Organising a conference can be a lot of responsibility. It’s not uncommon for businesses nowadays to organise video conferences and cut down on the stress. Of course, nothing quite beats the physical engagement of meeting in-person, allowing the opportunity for physical demonstrations and networking before and after the event. If you’re thinking of organising your own conference, here are some of main factors to consider.  

Set a budget

Conferences can swiftly become more expensive than you initially expected. The first thing you should do is set a budget. This should cover your venue, travel, transport of guests and any other costs. Depending on who you are inviting, how many people there are and the subject of the conference, this will all vary.

Decide a location

Your location should be an easy location that all attendants can get to. Your office may be suitable – in which case you can cut costs. Consider where all your guests are coming from and if your location is central enough. Make sure there is enough parking, that the area is big enough for all your guest and that is has adequate Wi-Fi or phone signal. Many hotels may have conference rooms – you can even allow travelling guests to stay here so that you don’t have to arrange separate accommodation and travel.

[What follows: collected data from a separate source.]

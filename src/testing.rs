//! File-backed fixture for end-to-end and multi-threaded tests.

use std::sync::Arc;

use tempfile::TempDir;
use uuid::Uuid;

use crate::audit::AuditView;
use crate::core_state::CustodyState;
use crate::db::{now_timestamp, DEFAULT_BUSY_TIMEOUT};
use crate::error::CustodyError;
use crate::models::enums::{AdministrationAction, ReviewDecision, Shift, StaffRole};
use crate::models::*;
use crate::administration::RecordedAdministration;

pub(crate) struct Fixture {
    _dir: TempDir,
    pub state: Arc<CustodyState>,
    pub resident: Uuid,
    pub aide: Uuid,
    pub nurse: Uuid,
    pub admin: Uuid,
}

impl Fixture {
    pub fn new() -> Self {
        let dir = tempfile::tempdir().unwrap();
        let state = CustodyState::open(dir.path().join("ledger.db"), DEFAULT_BUSY_TIMEOUT).unwrap();

        let resident = Uuid::new_v4();
        state
            .seed_resident(&Resident {
                id: resident,
                first_name: "Agnes".into(),
                last_name: "Holloway".into(),
            })
            .unwrap();

        let staff = |name: &str, role: StaffRole| {
            let id = Uuid::new_v4();
            state
                .seed_staff(&StaffMember {
                    id,
                    full_name: name.into(),
                    role,
                    job_title: None,
                })
                .unwrap();
            id
        };
        let aide = staff("Tom Reyes", StaffRole::Staff);
        let nurse = staff("June Abara", StaffRole::Nurse);
        let admin = staff("Omar Hale", StaffRole::Admin);

        Self {
            _dir: dir,
            state: Arc::new(state),
            resident,
            aide,
            nurse,
            admin,
        }
    }

    pub fn medication(&self, name: &str, count: i64) -> Uuid {
        self.state
            .register_medication(&NewMedication {
                resident_id: self.resident,
                name: name.into(),
                dosage: "5 mg".into(),
                frequency: "twice daily".into(),
                initial_count: count,
                prescribing_physician: Some("Dr. Chen".into()),
                special_instructions: None,
            })
            .unwrap()
            .id
    }

    pub fn administer(
        &self,
        medication_id: Uuid,
        action: AdministrationAction,
    ) -> Result<RecordedAdministration, CustodyError> {
        self.state.record_administration(&NewAdministration {
            medication_id,
            action,
            shift: Shift::Morning,
            staff_id: self.aide,
            notes: None,
            administered_at: now_timestamp(),
        })
    }

    /// Entries are `(medication, previous, counted)`.
    pub fn audit(
        &self,
        submitted_by: Uuid,
        entries: &[(Uuid, i64, i64)],
    ) -> Result<AuditView, CustodyError> {
        self.state.submit_audit(&NewAuditSubmission {
            shift: Shift::Evening,
            audit_date: now_timestamp().date(),
            audit_time: now_timestamp().time(),
            submitted_by,
            notes: None,
            entries: entries
                .iter()
                .map(|&(medication_id, previous_count, current_count)| AuditEntryInput {
                    medication_id,
                    resident_id: self.resident,
                    previous_count,
                    current_count,
                    notes: None,
                })
                .collect(),
        })
    }

    pub fn review(
        &self,
        audit_id: i64,
        reviewer_id: Uuid,
        decision: ReviewDecision,
    ) -> Result<AuditView, CustodyError> {
        self.state.decide(&ReviewRequest {
            audit_id,
            reviewer_id,
            decision,
            review_notes: None,
        })
    }

    pub fn count(&self, medication_id: Uuid) -> i64 {
        self.state.get_current_count(&medication_id).unwrap()
    }
}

Check that your venue has an equal space that can be used as a lobby or syndicate room for meeting and socialising before the conference.

Schedule a time

You’ll need to come up with a date that suits all your guests. Some venues will offer cheap rates at certain times, so shop around. Pose your date to your attendees and be flexible with it if important guests can’t make it. It pays to plan these events several months in advance to give everyone enough warning as if you were arranging a party.

Consider catering

Having a few snacks or drinks available can be a great way of making your guests feel welcome and breaking the ice. There are any catering companies that specialise in conferences (such as yourprivatechef.com.au). Make sure that you match the catering with the formality of the occasion and the status of your guests. There’s no need to splash out on champagne and oysters if most the attendees are low key, but if big businessmen or special spokespeople are attending, a simple coffee machine might not put you in good stead (and conferences after all are an opportunity for you to turn these people into acquaintances).

Market your conference

You may have a strict list of who you are inviting but to ensure they want to attend you’ll need to market it correctly. For big conferences of random guests, social media is key. Create a hashtag for your event and market on Twitter (you can also use Twitter during the conference so that attendees can interact in real time). For exclusive invites, use email marketing and LinkedIn. Advertise any other big guest or spokespeople that may be there. Sometimes it can be worth paying for someone important to attend so that you can build up hype.